Copy each line of the entries below that contains the string "PartialEq".

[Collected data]

====

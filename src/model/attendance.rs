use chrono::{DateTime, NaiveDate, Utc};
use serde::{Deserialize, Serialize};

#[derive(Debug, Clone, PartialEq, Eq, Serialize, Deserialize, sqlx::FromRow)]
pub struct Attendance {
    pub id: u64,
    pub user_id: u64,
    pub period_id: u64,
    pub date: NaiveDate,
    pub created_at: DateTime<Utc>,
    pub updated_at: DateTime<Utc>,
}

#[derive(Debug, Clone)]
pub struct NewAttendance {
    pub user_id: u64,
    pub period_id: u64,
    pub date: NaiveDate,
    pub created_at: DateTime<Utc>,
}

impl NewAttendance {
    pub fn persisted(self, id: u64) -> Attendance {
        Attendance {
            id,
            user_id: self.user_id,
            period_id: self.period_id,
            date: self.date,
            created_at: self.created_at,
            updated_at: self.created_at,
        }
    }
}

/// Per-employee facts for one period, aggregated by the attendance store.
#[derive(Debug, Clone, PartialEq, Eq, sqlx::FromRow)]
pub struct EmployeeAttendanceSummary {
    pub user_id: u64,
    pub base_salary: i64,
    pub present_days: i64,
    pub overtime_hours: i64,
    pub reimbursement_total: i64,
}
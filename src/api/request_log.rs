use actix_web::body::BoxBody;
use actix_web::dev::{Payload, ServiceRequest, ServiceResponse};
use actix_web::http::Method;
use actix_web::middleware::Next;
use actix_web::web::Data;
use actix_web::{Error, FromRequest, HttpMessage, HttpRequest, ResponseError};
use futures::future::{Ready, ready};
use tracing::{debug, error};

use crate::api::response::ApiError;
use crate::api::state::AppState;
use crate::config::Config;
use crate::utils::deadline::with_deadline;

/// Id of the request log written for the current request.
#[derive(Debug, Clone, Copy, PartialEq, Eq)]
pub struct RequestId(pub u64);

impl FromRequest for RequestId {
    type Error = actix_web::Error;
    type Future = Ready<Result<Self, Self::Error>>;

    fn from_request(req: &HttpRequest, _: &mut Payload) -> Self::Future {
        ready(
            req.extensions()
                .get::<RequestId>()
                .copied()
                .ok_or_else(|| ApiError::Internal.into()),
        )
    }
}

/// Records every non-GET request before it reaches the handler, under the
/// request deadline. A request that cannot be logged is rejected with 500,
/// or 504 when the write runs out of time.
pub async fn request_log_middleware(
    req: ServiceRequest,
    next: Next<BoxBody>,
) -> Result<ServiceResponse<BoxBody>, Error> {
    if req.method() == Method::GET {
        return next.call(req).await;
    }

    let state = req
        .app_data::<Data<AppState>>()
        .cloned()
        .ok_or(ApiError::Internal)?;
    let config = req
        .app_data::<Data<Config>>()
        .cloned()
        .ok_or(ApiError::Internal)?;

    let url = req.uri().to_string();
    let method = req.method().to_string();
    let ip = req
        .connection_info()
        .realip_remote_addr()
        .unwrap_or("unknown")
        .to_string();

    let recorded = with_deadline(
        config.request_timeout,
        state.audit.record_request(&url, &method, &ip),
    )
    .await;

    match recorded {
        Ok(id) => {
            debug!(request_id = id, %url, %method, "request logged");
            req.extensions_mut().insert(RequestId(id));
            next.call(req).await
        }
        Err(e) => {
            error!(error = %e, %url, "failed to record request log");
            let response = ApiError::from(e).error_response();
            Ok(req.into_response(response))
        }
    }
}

====

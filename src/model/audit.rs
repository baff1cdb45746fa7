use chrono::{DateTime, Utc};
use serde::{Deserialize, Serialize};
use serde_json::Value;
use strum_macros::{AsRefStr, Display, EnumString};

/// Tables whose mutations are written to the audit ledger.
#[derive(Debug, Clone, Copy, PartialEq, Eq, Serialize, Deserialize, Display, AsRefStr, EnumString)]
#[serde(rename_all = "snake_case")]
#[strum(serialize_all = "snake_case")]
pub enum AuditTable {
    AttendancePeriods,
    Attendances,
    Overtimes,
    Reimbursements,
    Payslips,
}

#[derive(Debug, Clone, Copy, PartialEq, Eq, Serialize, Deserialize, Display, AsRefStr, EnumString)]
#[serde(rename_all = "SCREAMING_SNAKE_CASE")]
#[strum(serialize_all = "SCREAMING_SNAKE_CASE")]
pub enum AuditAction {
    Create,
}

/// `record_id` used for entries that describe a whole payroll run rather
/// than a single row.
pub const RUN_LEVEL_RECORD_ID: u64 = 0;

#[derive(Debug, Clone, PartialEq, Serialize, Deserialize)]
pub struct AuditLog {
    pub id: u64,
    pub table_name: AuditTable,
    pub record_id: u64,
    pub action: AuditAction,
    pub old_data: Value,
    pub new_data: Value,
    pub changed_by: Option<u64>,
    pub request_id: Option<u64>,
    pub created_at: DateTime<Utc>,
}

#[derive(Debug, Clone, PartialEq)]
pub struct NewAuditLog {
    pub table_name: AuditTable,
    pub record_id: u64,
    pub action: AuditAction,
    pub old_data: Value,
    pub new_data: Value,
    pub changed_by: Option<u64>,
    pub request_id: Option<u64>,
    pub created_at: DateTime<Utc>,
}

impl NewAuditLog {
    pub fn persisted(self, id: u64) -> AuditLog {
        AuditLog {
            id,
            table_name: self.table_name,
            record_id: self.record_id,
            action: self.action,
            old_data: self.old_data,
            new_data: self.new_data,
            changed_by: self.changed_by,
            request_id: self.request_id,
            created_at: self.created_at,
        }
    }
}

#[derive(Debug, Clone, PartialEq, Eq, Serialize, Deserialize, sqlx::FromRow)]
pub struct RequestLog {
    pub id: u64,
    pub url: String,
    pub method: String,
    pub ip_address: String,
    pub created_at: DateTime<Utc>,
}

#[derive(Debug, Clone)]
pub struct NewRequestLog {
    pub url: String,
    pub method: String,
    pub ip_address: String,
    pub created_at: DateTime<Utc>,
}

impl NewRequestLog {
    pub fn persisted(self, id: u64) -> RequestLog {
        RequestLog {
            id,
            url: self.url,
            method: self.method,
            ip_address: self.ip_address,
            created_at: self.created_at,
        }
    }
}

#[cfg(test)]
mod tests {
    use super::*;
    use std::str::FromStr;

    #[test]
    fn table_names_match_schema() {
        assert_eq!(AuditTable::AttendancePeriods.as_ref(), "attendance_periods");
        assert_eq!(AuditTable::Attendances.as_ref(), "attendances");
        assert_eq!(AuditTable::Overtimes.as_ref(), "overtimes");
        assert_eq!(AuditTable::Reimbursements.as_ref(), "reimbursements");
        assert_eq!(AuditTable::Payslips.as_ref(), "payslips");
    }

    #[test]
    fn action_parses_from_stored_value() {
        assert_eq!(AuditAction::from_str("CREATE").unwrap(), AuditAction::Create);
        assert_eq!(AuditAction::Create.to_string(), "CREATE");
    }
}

====

Task result:
#[derive(Debug, Clone, PartialEq, Eq, Serialize, Deserialize, sqlx::FromRow)]
#[derive(Debug, Clone, PartialEq, Eq, sqlx::FromRow)]
#[derive(Debug, Clone, Copy, PartialEq, Eq)]
#[derive(Debug, Clone, Copy, PartialEq, Eq, Serialize, Deserialize, Display, AsRefStr, EnumString)]
#[derive(Debug, Clone, Copy, PartialEq, Eq, Serialize, Deserialize, Display, AsRefStr, EnumString)]
#[derive(Debug, Clone, PartialEq, Serialize, Deserialize)]
#[derive(Debug, Clone, PartialEq)]
#[derive(Debug, Clone, PartialEq, Eq, Serialize, Deserialize, sqlx::FromRow)]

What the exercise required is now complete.